- [YOUR TASK]: Only the lines from the top of the data through the one with "pub enum Stage" are to be written out, each exactly as it stands.
-- RECORDS FOR THE EXERCISE follows --
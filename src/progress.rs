use std::sync::Arc;

use serde::Serialize;
use tokio::sync::watch;
use tracing::{debug, warn};

/// Discrete checkpoints of one analysis run.
#[derive(Debug, Clone, Copy, PartialEq, Eq, PartialOrd, Ord, Serialize)]
#[serde(rename_all = "snake_case")]
pub enum Stage {
    Queued,
    ExtractingText,
    InterpretingPersona,
    IdentifyingSections,
    RankingImportance,
    GeneratingAnalysis,
}

impl Stage {
    pub const PIPELINE: [Stage; 5] = [
        Stage::ExtractingText,
        Stage::InterpretingPersona,
        Stage::IdentifyingSections,
        Stage::RankingImportance,
        Stage::GeneratingAnalysis,
    ];

    /// Percentage reached once this stage is done.
    pub fn percent(self) -> u8 {
        match self {
            Stage::Queued => 0,
            Stage::ExtractingText => 20,
            Stage::InterpretingPersona => 40,
            Stage::IdentifyingSections => 60,
            Stage::RankingImportance => 80,
            Stage::GeneratingAnalysis => 100,
        }
    }

    pub fn label(self) -> &'static str {
        match self {
            Stage::Queued => "Waiting to start...",
            Stage::ExtractingText => "Extracting text from documents...",
            Stage::InterpretingPersona => "Analyzing persona requirements...",
            Stage::IdentifyingSections => "Identifying relevant sections...",
            Stage::RankingImportance => "Ranking importance...",
            Stage::GeneratingAnalysis => "Generating refined analysis...",
        }
    }

    fn previous(self) -> Stage {
        match self {
            Stage::Queued | Stage::ExtractingText => Stage::Queued,
            Stage::InterpretingPersona => Stage::ExtractingText,
            Stage::IdentifyingSections => Stage::InterpretingPersona,
            Stage::RankingImportance => Stage::IdentifyingSections,
            Stage::GeneratingAnalysis => Stage::RankingImportance,
        }
    }
}

#[derive(Debug, Clone, Copy, PartialEq, Eq, Serialize)]
pub struct Progress {
    pub percent: u8,
    pub stage: Stage,
    pub label: &'static str,
}

impl Progress {
    pub fn initial() -> Self {
        Self {
            percent: 0,
            stage: Stage::Queued,
            label: Stage::Queued.label(),
        }
    }

    pub fn is_complete(&self) -> bool {
        self.percent == 100
    }
}

/// Publishes progress for one run. Values never go backwards: a report below
/// the current percentage is dropped.
#[derive(Debug, Clone)]
pub struct ProgressReporter {
    tx: Arc<watch::Sender<Progress>>,
}

impl ProgressReporter {
    pub fn new() -> (Self, watch::Receiver<Progress>) {
        let (tx, rx) = watch::channel(Progress::initial());
        (Self { tx: Arc::new(tx) }, rx)
    }

    /// Reporter with no subscriber, for callers that don't observe progress.
    pub fn detached() -> Self {
        Self::new().0
    }

    pub fn subscribe(&self) -> watch::Receiver<Progress> {
        self.tx.subscribe()
    }

    pub fn current(&self) -> Progress {
        *self.tx.borrow()
    }

    /// Marks `stage` as finished.
    pub fn complete(&self, stage: Stage) {
        self.publish(stage.percent(), stage);
    }

    /// Reports `done` of `total` units of work inside `stage`, interpolated
    /// between the previous checkpoint and this stage's checkpoint.
    pub fn partial(&self, stage: Stage, done: usize, total: usize) {
        if total == 0 {
            return;
        }
        let from = stage.previous().percent() as usize;
        let to = stage.percent() as usize;
        let percent = from + (to - from) * done.min(total) / total;
        self.publish(percent as u8, stage);
    }

    fn publish(&self, percent: u8, stage: Stage) {
        let percent = percent.min(100);
        self.tx.send_if_modified(|current| {
            if percent < current.percent {
                warn!(
                    from = current.percent,
                    to = percent,
                    "ignoring progress that would move backwards"
                );
                return false;
            }
            if percent == current.percent && stage == current.stage {
                return false;
            }
            *current = Progress {
                percent,
                stage,
                label: stage.label(),
            };
            debug!(percent, stage = stage.label(), "progress");
            true
        });
    }
}

#[cfg(test)]
mod tests {
    use super::*;

    #[test]
    fn test_pipeline_percentages_increase_to_100() {
        let percents: Vec<u8> = Stage::PIPELINE.iter().map(|s| s.percent()).collect();
        assert_eq!(percents, vec![20, 40, 60, 80, 100]);
    }

    #[test]
    fn test_backwards_progress_is_ignored() {
        let (reporter, rx) = ProgressReporter::new();
        reporter.complete(Stage::RankingImportance);
        reporter.complete(Stage::ExtractingText);
        assert_eq!(rx.borrow().percent, 80);
        assert_eq!(rx.borrow().stage, Stage::RankingImportance);
    }

    #[test]
    fn test_partial_interpolates_within_stage() {
        let (reporter, rx) = ProgressReporter::new();
        reporter.partial(Stage::ExtractingText, 1, 4);
        assert_eq!(rx.borrow().percent, 5);
        reporter.partial(Stage::ExtractingText, 4, 4);
        assert_eq!(rx.borrow().percent, 20);
        reporter.partial(Stage::RankingImportance, 1, 2);
        assert_eq!(rx.borrow().percent, 70);
    }

    #[test]
    fn test_partial_ignores_empty_work() {
        let (reporter, rx) = ProgressReporter::new();
        reporter.partial(Stage::ExtractingText, 0, 0);
        assert_eq!(*rx.borrow(), Progress::initial());
    }

    #[test]
    fn test_detached_reporter_still_tracks_current() {
        let reporter = ProgressReporter::detached();
        reporter.complete(Stage::GeneratingAnalysis);
        assert!(reporter.current().is_complete());
    }
}
use std::io::Write;
use std::process::Command;

use anyhow::{Context, Result};
use once_cell::sync::Lazy;
use pdf::content::{Content, Op, TextDrawAdjusted};
use pdf::file::FileOptions;
use pdf::object::Resolve;
use regex::Regex;
use tracing::{debug, info, warn};

use crate::errors::EngineFailure;
use crate::utils::preview;

static WHITESPACE: Lazy<Regex> = Lazy::new(|| Regex::new(r"[ \t\r\u{a0}]+").unwrap());

/// Text of one page, with lines preserved so heading detection can work
/// line by line.
#[derive(Debug, Clone, PartialEq, Eq)]
pub struct PageText {
    pub number: u32,
    pub text: String,
}

/// Turns raw PDF bytes into per-page text.
#[derive(Debug, Clone)]
pub struct PdfProcessor {
    ocr_fallback: bool,
}

impl PdfProcessor {
    pub fn new(ocr_fallback: bool) -> Self {
        Self { ocr_fallback }
    }

    /// Extracts page texts from `bytes`. Pages with no text are skipped, so an
    /// image-only PDF yields an empty list rather than an error when the
    /// fallback also finds nothing. A file that cannot be parsed at all is an
    /// unreadable document.
    pub fn extract_pages(&self, name: &str, bytes: &[u8]) -> Result<Vec<PageText>, EngineFailure> {
        if !has_pdf_header(bytes) {
            return Err(EngineFailure::UnreadableDocument {
                document: name.to_string(),
                reason: "missing %PDF- header".to_string(),
            });
        }

        let parse_error = match Self::extract_pdf_text(bytes) {
            Ok(pages) if !pages.is_empty() => return Ok(pages),
            Ok(_) => {
                info!(document = name, "no text extracted via PDF parsing");
                None
            }
            Err(e) => {
                warn!(document = name, error = %e, "PDF parsing failed");
                Some(e)
            }
        };

        if self.ocr_fallback {
            match Self::extract_with_ocr(bytes) {
                Ok(pages) => {
                    info!(document = name, pages = pages.len(), "using pdftotext-extracted text");
                    return Ok(pages);
                }
                Err(ocr_err) => {
                    warn!(document = name, error = %ocr_err, "pdftotext fallback failed");
                }
            }
        }

        match parse_error {
            Some(e) => Err(EngineFailure::UnreadableDocument {
                document: name.to_string(),
                reason: format!("{e:#}"),
            }),
            None => Ok(Vec::new()),
        }
    }

    fn extract_pdf_text(bytes: &[u8]) -> Result<Vec<PageText>> {
        let file = FileOptions::cached()
            .load(bytes.to_vec())
            .context("Failed to parse PDF structure")?;
        let resolver = &file;
        let total_pages = file.num_pages();
        debug!(total_pages, "opened PDF");

        let mut page_texts = Vec::new();
        for page_index in 0..total_pages {
            let number = page_index + 1;
            let page = match file.get_page(page_index) {
                Ok(page) => page,
                Err(e) => {
                    warn!(page = number, error = %e, "failed to load page");
                    continue;
                }
            };

            let mut raw = String::new();
            if let Some(content) = &page.contents {
                if let Err(e) = Self::extract_text_from_content(resolver, content, &mut raw) {
                    warn!(page = number, error = %e, "failed to decode page content");
                }
            }

            let cleaned = clean_extracted_text(&raw);
            if cleaned.is_empty() {
                debug!(page = number, "no text on page");
                continue;
            }
            debug!(page = number, chars = cleaned.len(), preview = %preview(&cleaned, 100), "extracted page");
            page_texts.push(PageText {
                number,
                text: cleaned,
            });
        }
        Ok(page_texts)
    }

    fn extract_text_from_content(
        resolver: &impl Resolve,
        content: &Content,
        text: &mut String,
    ) -> Result<()> {
        for op in content.operations(resolver)? {
            match op {
                Op::TextDraw { text: t } => {
                    let text_str = t.to_string_lossy();
                    if !text_str.trim().is_empty() {
                        text.push_str(&text_str);
                        text.push(' ');
                    }
                }
                Op::TextDrawAdjusted { array } => {
                    for item in array {
                        match item {
                            TextDrawAdjusted::Text(text_str) => {
                                let text_content = text_str.to_string_lossy();
                                if !text_content.trim().is_empty() {
                                    text.push_str(&text_content);
                                }
                            }
                            // Large negative kerning separates words.
                            TextDrawAdjusted::Spacing(gap) => {
                                if gap < -200.0 {
                                    text.push(' ');
                                }
                            }
                        }
                    }
                    text.push(' ');
                }
                Op::TextNewline => text.push('\n'),
                Op::MoveTextPosition { translation } => {
                    if translation.y.abs() > 0.5 {
                        text.push('\n');
                    }
                }
                Op::EndText => text.push('\n'),
                _ => {}
            }
        }
        Ok(())
    }

    fn extract_with_ocr(bytes: &[u8]) -> Result<Vec<PageText>> {
        let mut tmp = tempfile::Builder::new()
            .prefix("docintel-")
            .suffix(".pdf")
            .tempfile()
            .context("Failed to create temporary file for pdftotext")?;
        tmp.write_all(bytes)?;
        tmp.flush()?;

        let output = Command::new("pdftotext")
            .arg("-layout")
            .arg("-enc")
            .arg("UTF-8")
            .arg(tmp.path())
            .arg("-")
            .output()
            .context("Failed to execute pdftotext. Is poppler-utils installed?")?;

        if !output.status.success() {
            return Err(anyhow::anyhow!(
                "pdftotext failed with status: {}\nError: {}",
                output.status,
                String::from_utf8_lossy(&output.stderr)
            ));
        }

        let text = String::from_utf8(output.stdout).context("pdftotext output not valid UTF-8")?;
        let pages = split_form_feed_pages(&text);
        if pages.is_empty() {
            return Err(anyhow::anyhow!("pdftotext extracted no text"));
        }
        Ok(pages)
    }
}

/// The header may be preceded by junk but must sit in the first kilobyte.
fn has_pdf_header(bytes: &[u8]) -> bool {
    let head = &bytes[..bytes.len().min(1024)];
    head.windows(5).any(|w| w == b"%PDF-")
}

/// Normalises whitespace inside each line and drops blank lines.
pub fn clean_extracted_text(raw_text: &str) -> String {
    raw_text
        .lines()
        .map(|line| WHITESPACE.replace_all(line.trim(), " ").into_owned())
        .filter(|line| !line.is_empty())
        .collect::<Vec<_>>()
        .join("\n")
}

/// `pdftotext` separates pages with form feeds.
fn split_form_feed_pages(text: &str) -> Vec<PageText> {
    text.split('\u{c}')
        .enumerate()
        .filter_map(|(i, page)| {
            let cleaned = clean_extracted_text(page);
            (!cleaned.is_empty()).then(|| PageText {
                number: (i + 1) as u32,
                text: cleaned,
            })
        })
        .collect()
}

/// Builds an uncompressed PDF with one text line per entry, one page per
/// outer slice.
#[cfg(test)]
pub(crate) fn text_pdf(pages: &[&[&str]]) -> Vec<u8> {
    let first_page = 3;
    let first_content = first_page + pages.len();
    let mut objects = vec![
        "<< /Type /Catalog /Pages 2 0 R >>".to_string(),
        format!(
            "<< /Type /Pages /Kids [{}] /Count {} >>",
            (0..pages.len())
                .map(|i| format!("{} 0 R", first_page + i))
                .collect::<Vec<_>>()
                .join(" "),
            pages.len()
        ),
    ];
    for i in 0..pages.len() {
        objects.push(format!(
            "<< /Type /Page /Parent 2 0 R /MediaBox [0 0 612 792] /Resources << >> /Contents {} 0 R >>",
            first_content + i
        ));
    }
    for lines in pages {
        let mut stream = String::from("BT\n/F1 12 Tf\n72 720 Td\n");
        for (i, line) in lines.iter().enumerate() {
            if i > 0 {
                stream.push_str("0 -16 Td\n");
            }
            stream.push_str(&format!("({line}) Tj\n"));
        }
        stream.push_str("ET");
        objects.push(format!("<< /Length {} >>\nstream\n{stream}\nendstream", stream.len()));
    }

    let mut out = b"%PDF-1.4\n".to_vec();
    let mut offsets = Vec::with_capacity(objects.len());
    for (i, body) in objects.iter().enumerate() {
        offsets.push(out.len());
        out.extend_from_slice(format!("{} 0 obj\n{body}\nendobj\n", i + 1).as_bytes());
    }
    let xref_at = out.len();
    out.extend_from_slice(format!("xref\n0 {}\n0000000000 65535 f \n", objects.len() + 1).as_bytes());
    for offset in offsets {
        out.extend_from_slice(format!("{offset:010} 00000 n \n").as_bytes());
    }
    out.extend_from_slice(
        format!(
            "trailer\n<< /Size {} /Root 1 0 R >>\nstartxref\n{xref_at}\n%%EOF\n",
            objects.len() + 1
        )
        .as_bytes(),
    );
    out
}
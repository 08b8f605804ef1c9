//! One user's analysis session: the documents, persona and job being
//! assembled, and at most one run in flight.

use std::sync::Arc;
use std::time::Duration;

use tokio::sync::watch;
use tokio::task::JoinHandle;
use tokio_util::sync::CancellationToken;
use tracing::{info, warn};

use crate::engine::{run_analysis, AnalysisEngine, RunContext};
use crate::errors::{AnalysisError, EngineFailure, RequestError};
use crate::models::{AnalysisResult, Persona};
use crate::progress::{Progress, ProgressReporter};
use crate::request::{AnalysisRequest, Document, MAX_DOCUMENTS};

#[derive(Debug, Clone, PartialEq, Eq)]
pub enum SessionState {
    Idle,
    Running,
    Completed(AnalysisResult),
    Failed(AnalysisError),
    Cancelled,
}

impl SessionState {
    pub fn is_terminal(&self) -> bool {
        matches!(
            self,
            SessionState::Completed(_) | SessionState::Failed(_) | SessionState::Cancelled
        )
    }
}

struct InFlight {
    cancel: CancellationToken,
    progress: watch::Receiver<Progress>,
    handle: JoinHandle<Result<AnalysisResult, AnalysisError>>,
}

pub struct AnalysisSession {
    documents: Vec<Document>,
    persona: Persona,
    job: String,
    timeout: Duration,
    state: SessionState,
    last_progress: Progress,
    in_flight: Option<InFlight>,
}

impl AnalysisSession {
    pub fn new(timeout: Duration) -> Self {
        Self {
            documents: Vec::new(),
            persona: Persona::default(),
            job: String::new(),
            timeout,
            state: SessionState::Idle,
            last_progress: Progress::initial(),
            in_flight: None,
        }
    }

    pub fn documents(&self) -> &[Document] {
        &self.documents
    }

    /// Adds `files` as a batch. A batch with any non-PDF file, or one that
    /// would take the set past the cap, is rejected as a whole.
    pub fn add_documents(&mut self, files: Vec<Document>) -> Result<(), RequestError> {
        for file in &files {
            file.ensure_pdf()?;
        }
        let count = self.documents.len() + files.len();
        if count > MAX_DOCUMENTS {
            return Err(RequestError::TooManyDocuments {
                count,
                max: MAX_DOCUMENTS,
            });
        }
        self.documents.extend(files);
        Ok(())
    }

    pub fn remove_document(&mut self, index: usize) -> Result<Document, RequestError> {
        if index >= self.documents.len() {
            return Err(RequestError::DocumentIndexOutOfRange { index });
        }
        Ok(self.documents.remove(index))
    }

    pub fn persona(&self) -> &Persona {
        &self.persona
    }

    pub fn set_persona(&mut self, persona: Persona) {
        self.persona = persona;
    }

    pub fn job(&self) -> &str {
        &self.job
    }

    pub fn set_job(&mut self, job: impl Into<String>) {
        self.job = job.into();
    }

    pub fn build_request(&self) -> Result<AnalysisRequest, RequestError> {
        AnalysisRequest::new(self.documents.clone(), self.persona.clone(), self.job.clone())
    }

    pub fn is_running(&self) -> bool {
        self.in_flight
            .as_ref()
            .is_some_and(|run| !run.handle.is_finished())
    }

    pub fn can_analyze(&self) -> bool {
        !self.is_running() && self.build_request().is_ok()
    }

    /// Validates the current inputs and starts a run on the tokio runtime.
    /// Nothing reaches `engine` unless validation passes. A finished run that
    /// was never collected is discarded.
    pub fn start(
        &mut self,
        engine: Arc<dyn AnalysisEngine>,
    ) -> Result<watch::Receiver<Progress>, AnalysisError> {
        if self.is_running() {
            return Err(AnalysisError::Busy);
        }
        let request = self.build_request()?;

        let (reporter, progress) = ProgressReporter::new();
        let cancel = CancellationToken::new();
        let ctx = RunContext::new(reporter, cancel.clone());
        let timeout = self.timeout;
        let handle = tokio::spawn(async move {
            run_analysis(engine.as_ref(), request, ctx, timeout).await
        });

        info!(documents = self.documents.len(), "analysis started");
        self.state = SessionState::Running;
        self.last_progress = Progress::initial();
        self.in_flight = Some(InFlight {
            cancel,
            progress: progress.clone(),
            handle,
        });
        Ok(progress)
    }

    /// Latest progress of the current or most recent run.
    pub fn progress(&self) -> Progress {
        match &self.in_flight {
            Some(run) => *run.progress.borrow(),
            None => self.last_progress,
        }
    }

    pub fn subscribe(&self) -> Option<watch::Receiver<Progress>> {
        self.in_flight.as_ref().map(|run| run.progress.clone())
    }

    /// Cancels the run in flight, if any, and waits for it to stop.
    pub async fn cancel(&mut self) -> &SessionState {
        if let Some(run) = &self.in_flight {
            info!("cancelling analysis");
            run.cancel.cancel();
        }
        self.wait().await
    }

    /// Waits for the run in flight to reach a terminal state.
    pub async fn wait(&mut self) -> &SessionState {
        if let Some(InFlight {
            progress, handle, ..
        }) = self.in_flight.take()
        {
            let outcome = handle.await;
            self.last_progress = *progress.borrow();
            self.state = match outcome {
                Ok(Ok(result)) => SessionState::Completed(result),
                Ok(Err(AnalysisError::Cancelled)) => SessionState::Cancelled,
                Ok(Err(e)) => SessionState::Failed(e),
                Err(join_err) => {
                    warn!(error = %join_err, "analysis task ended abnormally");
                    SessionState::Failed(
                        EngineFailure::Internal(format!("analysis task failed: {join_err}")).into(),
                    )
                }
            };
        }
        &self.state
    }

    pub fn state(&self) -> &SessionState {
        &self.state
    }

    pub fn result(&self) -> Option<&AnalysisResult> {
        match &self.state {
            SessionState::Completed(result) => Some(result),
            _ => None,
        }
    }
}

impl Drop for AnalysisSession {
    fn drop(&mut self) {
        if let Some(run) = &self.in_flight {
            run.cancel.cancel();
        }
    }
}

#[cfg(test)]
mod tests {
    use super::*;
    use crate::engine::SimulatedEngine;
    use async_trait::async_trait;
    use std::sync::atomic::{AtomicUsize, Ordering};

    fn pdf(name: &str) -> Document {
        Document::new(name, b"%PDF-1.4\n".to_vec())
    }

    fn simulated() -> Arc<dyn AnalysisEngine> {
        Arc::new(SimulatedEngine::new(Duration::from_secs(1)))
    }

    fn ready_session() -> AnalysisSession {
        let mut session = AnalysisSession::new(Duration::from_secs(60));
        session.add_documents(vec![pdf("A.pdf"), pdf("B.pdf")]).unwrap();
        session.set_persona(Persona::new("Analyst"));
        session.set_job("Summarize");
        session
    }

    #[derive(Default)]
    struct CountingEngine {
        calls: AtomicUsize,
    }

    #[async_trait]
    impl AnalysisEngine for CountingEngine {
        fn name(&self) -> &'static str {
            "counting"
        }

        async fn analyze(
            &self,
            _request: AnalysisRequest,
            _ctx: &RunContext,
        ) -> Result<AnalysisResult, AnalysisError> {
            self.calls.fetch_add(1, Ordering::SeqCst);
            Err(EngineFailure::Internal("should not run".into()).into())
        }
    }

    #[tokio::test(start_paused = true)]
    async fn test_two_documents_complete_with_sections() {
        let mut session = ready_session();
        assert!(session.can_analyze());

        let mut rx = session.start(simulated()).unwrap();
        let observer = tokio::spawn(async move {
            let mut seen = vec![rx.borrow().percent];
            while rx.changed().await.is_ok() {
                seen.push(rx.borrow_and_update().percent);
            }
            seen
        });

        let result = match session.wait().await {
            SessionState::Completed(result) => result.clone(),
            other => panic!("expected completion, got {other:?}"),
        };
        drop(session);
        let seen = observer.await.unwrap();

        assert_eq!(result.metadata.input_documents, vec!["A.pdf", "B.pdf"]);
        assert!(!result.extracted_sections.is_empty());
        assert!(seen.windows(2).all(|w| w[0] <= w[1]), "progress went backwards: {seen:?}");
        assert_eq!(seen.last(), Some(&100));
    }

    #[tokio::test]
    async fn test_single_document_rejected_without_engine_call() {
        let mut session = AnalysisSession::new(Duration::from_secs(60));
        session.add_documents(vec![pdf("A.pdf")]).unwrap();
        session.set_persona(Persona::new("Analyst"));
        session.set_job("Summarize");
        assert!(!session.can_analyze());

        let engine = Arc::new(CountingEngine::default());
        let err = session.start(engine.clone()).unwrap_err();

        assert_eq!(
            err,
            AnalysisError::InvalidRequest(RequestError::TooFewDocuments { count: 1, min: 2 })
        );
        tokio::task::yield_now().await;
        assert_eq!(engine.calls.load(Ordering::SeqCst), 0);
        assert_eq!(*session.state(), SessionState::Idle);
    }

    #[tokio::test]
    async fn test_missing_role_or_job_rejected() {
        let mut session = ready_session();
        session.set_persona(Persona::new(""));
        assert_eq!(
            session.start(simulated()).unwrap_err(),
            AnalysisError::InvalidRequest(RequestError::MissingRole)
        );
        session.set_persona(Persona::new("Analyst"));
        session.set_job("   ");
        assert_eq!(
            session.start(simulated()).unwrap_err(),
            AnalysisError::InvalidRequest(RequestError::MissingJob)
        );
    }

    #[tokio::test(start_paused = true)]
    async fn test_cancel_mid_run_releases_documents() {
        let mut session = ready_session();
        let content = Arc::clone(&session.documents()[0].content);
        let baseline = Arc::strong_count(&content);

        let mut rx = session.start(simulated()).unwrap();
        rx.wait_for(|p| p.percent >= 40).await.unwrap();
        assert!(session.is_running());
        assert!(Arc::strong_count(&content) > baseline);

        let state = session.cancel().await.clone();

        assert_eq!(state, SessionState::Cancelled);
        assert!(session.result().is_none());
        assert!(!session.is_running());
        assert_eq!(session.progress().percent, 40);
        assert_eq!(Arc::strong_count(&content), baseline);
    }

    #[tokio::test(start_paused = true)]
    async fn test_second_start_while_running_is_busy() {
        let mut session = ready_session();
        session.start(simulated()).unwrap();
        assert_eq!(session.start(simulated()).unwrap_err(), AnalysisError::Busy);
        assert!(!session.can_analyze());

        session.cancel().await;
        session.start(simulated()).unwrap();
        assert!(matches!(session.wait().await, SessionState::Completed(_)));
    }

    #[tokio::test(start_paused = true)]
    async fn test_timeout_is_reported() {
        let mut session = AnalysisSession::new(Duration::from_millis(2500));
        session.add_documents(vec![pdf("A.pdf"), pdf("B.pdf")]).unwrap();
        session.set_persona(Persona::new("Analyst"));
        session.set_job("Summarize");

        session.start(simulated()).unwrap();
        match session.wait().await {
            SessionState::Failed(err) => {
                assert_eq!(err.kind(), "TIMEOUT");
                assert!(err.user_message().contains("2.5 seconds"));
            }
            other => panic!("expected timeout, got {other:?}"),
        }
    }

    #[test]
    fn test_add_documents_reports_rejections() {
        let mut session = AnalysisSession::new(Duration::from_secs(60));
        let err = session
            .add_documents(vec![pdf("a.pdf"), Document::new("photo.png", vec![0u8; 4])])
            .unwrap_err();
        assert!(matches!(err, RequestError::UnsupportedFileType { ref name, .. } if name == "photo.png"));
        assert!(session.documents().is_empty());

        session
            .add_documents((0..9).map(|i| pdf(&format!("{i}.pdf"))).collect())
            .unwrap();
        assert_eq!(
            session.add_documents(vec![pdf("x.pdf"), pdf("y.pdf")]).unwrap_err(),
            RequestError::TooManyDocuments { count: 11, max: 10 }
        );
        assert_eq!(session.documents().len(), 9);
        session.add_documents(vec![pdf("x.pdf")]).unwrap();
        assert_eq!(session.documents().len(), 10);
    }

    #[test]
    fn test_remove_document() {
        let mut session = ready_session();
        assert_eq!(session.remove_document(0).unwrap().name, "A.pdf");
        assert_eq!(session.documents()[0].name, "B.pdf");
        assert_eq!(
            session.remove_document(5).unwrap_err(),
            RequestError::DocumentIndexOutOfRange { index: 5 }
        );
    }
}
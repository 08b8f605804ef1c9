use std::path::Path;

use anyhow::Result;

pub fn ensure_directory_exists(path: &Path) -> Result<()> {
    if !path.exists() {
        std::fs::create_dir_all(path)?;
    }
    Ok(())
}

/// Longest prefix of `text` that is at most `max_bytes` long and ends on a
/// char boundary.
pub fn truncate_at_char_boundary(text: &str, max_bytes: usize) -> &str {
    if text.len() <= max_bytes {
        return text;
    }
    let mut end = max_bytes;
    while end > 0 && !text.is_char_boundary(end) {
        end -= 1;
    }
    &text[..end]
}

/// Short excerpt for log lines.
pub fn preview(text: &str, max_bytes: usize) -> String {
    let head = truncate_at_char_boundary(text, max_bytes);
    if head.len() < text.len() {
        format!("{head}...")
    } else {
        head.to_string()
    }
}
-- RECORDS FOR THE EXERCISE concluded --
- [ANSWER TO THIS EXERCISE]:
filename src/progress.rs
use std::sync::Arc;

use serde::Serialize;
use tokio::sync::watch;
use tracing::{debug, warn};

/// Discrete checkpoints of one analysis run.
#[derive(Debug, Clone, Copy, PartialEq, Eq, PartialOrd, Ord, Serialize)]
#[serde(rename_all = "snake_case")]
pub enum Stage {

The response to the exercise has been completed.